Start of Block

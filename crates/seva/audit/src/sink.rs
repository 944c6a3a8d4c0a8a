//! JSONL mirror of the audit chain for offline verification.

use crate::event::AuditEvent;
use crate::verify::{verify_chain, ChainVerification};
use crate::AuditResult;
use std::path::PathBuf;
use tokio::fs::{File, OpenOptions};
use tokio::io::{AsyncBufReadExt, AsyncWriteExt, BufReader};

/// Append-only JSONL sink, one event per line.
///
/// The in-memory [`AuditLog`](crate::AuditLog) is authoritative; the sink
/// exists so the chain can be replayed and verified offline, outside the
/// engine process.
pub struct JsonlSink {
    path: PathBuf,
}

impl JsonlSink {
    pub fn new(path: PathBuf) -> Self {
        Self { path }
    }

    pub fn path(&self) -> &PathBuf {
        &self.path
    }

    /// Append one finalized event.
    pub async fn write(&self, event: &AuditEvent) -> AuditResult<()> {
        if let Some(parent) = self.path.parent() {
            tokio::fs::create_dir_all(parent).await?;
        }

        let json = serde_json::to_string(event)?;
        let mut file = OpenOptions::new()
            .create(true)
            .append(true)
            .open(&self.path)
            .await?;
        file.write_all(json.as_bytes()).await?;
        file.write_all(b"\n").await?;
        file.flush().await?;
        Ok(())
    }

    /// Read all events back in file order.
    pub async fn read_all(&self) -> AuditResult<Vec<AuditEvent>> {
        if !self.path.exists() {
            return Ok(Vec::new());
        }

        let file = File::open(&self.path).await?;
        let reader = BufReader::new(file);
        let mut lines = reader.lines();
        let mut events = Vec::new();

        while let Some(line) = lines.next_line().await? {
            if line.trim().is_empty() {
                continue;
            }
            let event: AuditEvent = serde_json::from_str(&line)?;
            events.push(event);
        }

        Ok(events)
    }

    /// Offline verification entry point: replay the file through the chain
    /// verifier.
    pub async fn verify(&self) -> AuditResult<ChainVerification> {
        let events = self.read_all().await?;
        Ok(verify_chain(&events))
    }
}

#[cfg(test)]
mod tests {
    use super::*;
    use crate::event::{AuditActor, AuditKind, DraftEvent};
    use crate::log::AuditLog;
    use seva_types::Arn;

    fn draft(step: u32) -> DraftEvent {
        DraftEvent::new(
            Arn::new("ARN-1"),
            AuditKind::TransitionExecuted,
            AuditActor::system("test"),
            serde_json::json!({"step": step}),
        )
    }

    #[tokio::test]
    async fn mirror_and_replay() {
        let dir = tempfile::tempdir().unwrap();
        let sink = JsonlSink::new(dir.path().join("audit.jsonl"));
        let log = AuditLog::new();

        for step in 0..4 {
            let event = log.append(draft(step));
            sink.write(&event).await.unwrap();
        }

        let replayed = sink.read_all().await.unwrap();
        assert_eq!(replayed.len(), 4);

        let verification = sink.verify().await.unwrap();
        assert!(verification.ok);
        assert_eq!(verification.checked_count, 4);
    }

    #[tokio::test]
    async fn tampered_file_fails_offline_verification() {
        let dir = tempfile::tempdir().unwrap();
        let path = dir.path().join("audit.jsonl");
        let sink = JsonlSink::new(path.clone());
        let log = AuditLog::new();

        for step in 0..3 {
            sink.write(&log.append(draft(step))).await.unwrap();
        }

        // Flip a payload byte in the middle line.
        let contents = tokio::fs::read_to_string(&path).await.unwrap();
        let tampered = contents.replacen("\"step\":1", "\"step\":9", 1);
        tokio::fs::write(&path, tampered).await.unwrap();

        let verification = sink.verify().await.unwrap();
        assert!(!verification.ok);
        assert_eq!(verification.checked_count, 1);
        assert_eq!(verification.mismatch.unwrap().seq, 1);
    }

    #[tokio::test]
    async fn missing_file_is_an_empty_chain() {
        let dir = tempfile::tempdir().unwrap();
        let sink = JsonlSink::new(dir.path().join("absent.jsonl"));
        let verification = sink.verify().await.unwrap();
        assert!(verification.ok);
        assert_eq!(verification.checked_count, 0);
    }
}
//! The transition executor: the sole state-mutating path.
//!
//! One successful call traverses exactly one edge, bumps `row_version` by
//! one, completes/opens at most one task each, and appends exactly one
//! audit event. The per-ARN lock serializes calls for one application;
//! the store's compare-and-swap is the secondary defense for deployments
//! that cannot share the lock.

use crate::engine::WorkflowEngine;
use chrono::Utc;
use seva_audit::{AuditActor, AuditKind, DraftEvent};
use seva_guard::GuardContext;
use seva_types::{
    ActorKind, Application, Arn, Decision, EngineError, EngineResult, OfficerId, RoleId, StateId,
    TaskId, TransitionId, TriggerKind,
};

/// Who is firing a transition.
#[derive(Clone, Debug)]
pub enum Actor {
    Officer { id: OfficerId, roles: Vec<RoleId> },
    Citizen,
    System,
}

impl Actor {
    pub fn officer(id: impl Into<String>, roles: Vec<RoleId>) -> Self {
        Self::Officer {
            id: OfficerId::new(id),
            roles,
        }
    }

    fn roles(&self) -> &[RoleId] {
        match self {
            Self::Officer { roles, .. } => roles,
            _ => &[],
        }
    }

    fn audit_actor(&self) -> AuditActor {
        match self {
            Self::Officer { id, .. } => AuditActor::officer(id.to_string()),
            Self::Citizen => AuditActor::Citizen,
            Self::System => AuditActor::system("engine"),
        }
    }
}

/// A transition request.
#[derive(Clone, Debug)]
pub struct TransitionRequest {
    pub arn: Arn,
    pub transition_id: TransitionId,
    pub actor: Actor,
    /// Extra context for guard evaluation (inspection results, fee
    /// receipts). Not merged into the application data.
    pub payload: serde_json::Value,
    pub remarks: Option<String>,
    pub reason_codes: Vec<String>,
}

impl TransitionRequest {
    pub fn new(arn: Arn, transition_id: impl Into<String>, actor: Actor) -> Self {
        Self {
            arn,
            transition_id: TransitionId::new(transition_id),
            actor,
            payload: serde_json::Value::Null,
            remarks: None,
            reason_codes: Vec::new(),
        }
    }

    pub fn with_payload(mut self, payload: serde_json::Value) -> Self {
        self.payload = payload;
        self
    }

    pub fn with_remarks(mut self, remarks: impl Into<String>) -> Self {
        self.remarks = Some(remarks.into());
        self
    }

    pub fn with_reason_codes(mut self, codes: Vec<String>) -> Self {
        self.reason_codes = codes;
        self
    }
}

/// What a successful transition reports back.
#[derive(Clone, Debug)]
pub struct TransitionOutcome {
    pub arn: Arn,
    pub from: StateId,
    pub to: StateId,
    /// The task opened for the destination state, if one was.
    pub task_id: Option<TaskId>,
    /// Sequence number of the appended audit event.
    pub audit_seq: u64,
}

impl WorkflowEngine {
    /// Execute one transition.
    ///
    /// Steps: acquire the ARN lock; load the application and its pinned
    /// definition; resolve the transition from the current state; check
    /// roles; evaluate the guard; apply the atomic mutation; release the
    /// lock and enqueue actions.
    pub async fn execute_transition(
        &self,
        request: TransitionRequest,
    ) -> EngineResult<TransitionOutcome> {
        let lock = self.lock_for(&request.arn);
        let _guard = lock.lock().await;

        let app = self.store.get(&request.arn)?;
        let workflow = self.registry.get(&app.service_key, app.workflow_version)?;

        // The named transition must leave the application's current state.
        let transition = workflow
            .definition
            .get_transition(&request.transition_id)
            .filter(|t| t.from == app.state)
            .ok_or_else(|| EngineError::TransitionNotFound {
                transition: request.transition_id.clone(),
                state: app.state.clone(),
            })?
            .clone();

        // Role gate. System-triggered transitions bypass it.
        if transition.trigger != TriggerKind::System {
            let actor_roles = request.actor.roles();
            if !transition
                .allowed_roles
                .iter()
                .any(|role| actor_roles.contains(role))
                && transition.trigger == TriggerKind::Officer
            {
                return Err(EngineError::Forbidden);
            }
        }

        // Guard gate. Pure evaluation; a failure changes nothing.
        if let Some(guard) = workflow.guard_for(&transition.id) {
            let ctx = self.guard_context(&app, &request);
            if !seva_guard::evaluate(guard, &ctx) {
                let reason = transition
                    .guard
                    .clone()
                    .unwrap_or_else(|| "guard".to_string());
                tracing::info!(arn = %app.arn, transition = %transition.id, %reason, "guard failed");
                return Err(EngineError::GuardFailed { reason });
            }
        }

        let to_state = workflow
            .definition
            .get_state(&transition.to)
            .ok_or_else(|| {
                EngineError::Validation(format!("to-state '{}' missing", transition.to))
            })?
            .clone();

        // ── Atomic mutation ──────────────────────────────────────────
        // Everything below commits together: the CAS write is the commit
        // point, and task/decision/audit bookkeeping happens under the
        // same ARN lock, so no caller observes a partial step.

        let now = Utc::now();
        let expected_version = app.row_version;
        let mut updated = app.clone();
        let from_state = updated.state.clone();

        updated.state = to_state.id.clone();
        updated.row_version += 1;
        updated.updated_at = now;

        let clock = self.sla_clock_for(&updated.authority_id);
        if to_state.terminal {
            updated.disposal = to_state.disposal;
            updated.sla_due_at = None;
            updated.sla_paused_at = None;
            updated.sla_remaining_secs = None;
        } else {
            clock.start(&mut updated, to_state.sla_days, now);
        }

        self.store.update(updated.clone(), expected_version)?;

        let completed = self.tasks.complete_active(
            &request.arn,
            transition.decision,
            request.remarks.clone(),
        );

        if let (Some(outcome), Some(task)) = (transition.decision, &completed) {
            if let Actor::Officer { id, .. } = &request.actor {
                let decision = Decision::new(request.arn.clone(), task.id.clone(), outcome, id.clone())
                    .with_reason_codes(request.reason_codes.clone());
                let decision = match &request.remarks {
                    Some(remarks) => decision.with_remarks(remarks.clone()),
                    None => decision,
                };
                self.decisions.write().push(decision);
            }
        }

        let task_id = if !to_state.terminal && to_state.actor == ActorKind::Officer {
            Some(self.open_task_for(&updated, &to_state)?.id)
        } else {
            None
        };

        let event = self.audit.append(DraftEvent::new(
            request.arn.clone(),
            AuditKind::TransitionExecuted,
            request.actor.audit_actor(),
            serde_json::json!({
                "fromState": from_state.to_string(),
                "toState": to_state.id.to_string(),
                "transitionId": transition.id.to_string(),
            }),
        ));

        tracing::info!(
            arn = %request.arn,
            from = %from_state,
            to = %to_state.id,
            transition = %transition.id,
            "transition executed"
        );

        // ── End of atomic block ──────────────────────────────────────
        drop(_guard);

        // Side effects are decoupled: enqueueing never blocks or fails
        // the committed transition.
        self.dispatcher
            .enqueue(&request.arn, &transition.id, &transition.actions);

        Ok(TransitionOutcome {
            arn: request.arn,
            from: from_state,
            to: to_state.id,
            task_id,
            audit_seq: event.seq,
        })
    }

    /// Build the guard context: application data, actor, authority, the
    /// injected clock, the request payload under `payload.*`, and any
    /// external lookups the guard references.
    fn guard_context(&self, app: &Application, request: &TransitionRequest) -> GuardContext {
        let mut ctx = GuardContext::new(app.data.clone(), Utc::now())
            .with_authority(app.authority_id.to_string());

        if let Actor::Officer { id, roles } = &request.actor {
            ctx = ctx.with_actor(
                id.to_string(),
                roles.iter().map(|r| r.to_string()).collect(),
            );
        }

        if let serde_json::Value::Object(fields) = &request.payload {
            for (key, value) in fields {
                ctx = ctx.with_extra(format!("payload.{}", key), seva_guard::Value::from(value));
            }
        }

        // Pre-resolve external lookup variables so evaluation stays pure.
        // A variable the lookup cannot resolve simply stays Undefined.
        if let Ok(workflow) = self.registry.get(&app.service_key, app.workflow_version) {
            if let Some(guard) = workflow.guard_for(&request.transition_id) {
                for variable in guard.variables() {
                    if !ctx.extras.contains_key(variable) {
                        if let Some(value) = self.lookup.lookup(variable) {
                            ctx = ctx.with_extra(variable.to_string(), value);
                        }
                    }
                }
            }
        }

        ctx
    }
}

End of Block

EXERCISE: Scan the data above and copy every line with "tracing" in it.

RESULT OF THIS TASK:
                tracing::info!(arn = %app.arn, transition = %transition.id, %reason, "guard failed");
        tracing::info!(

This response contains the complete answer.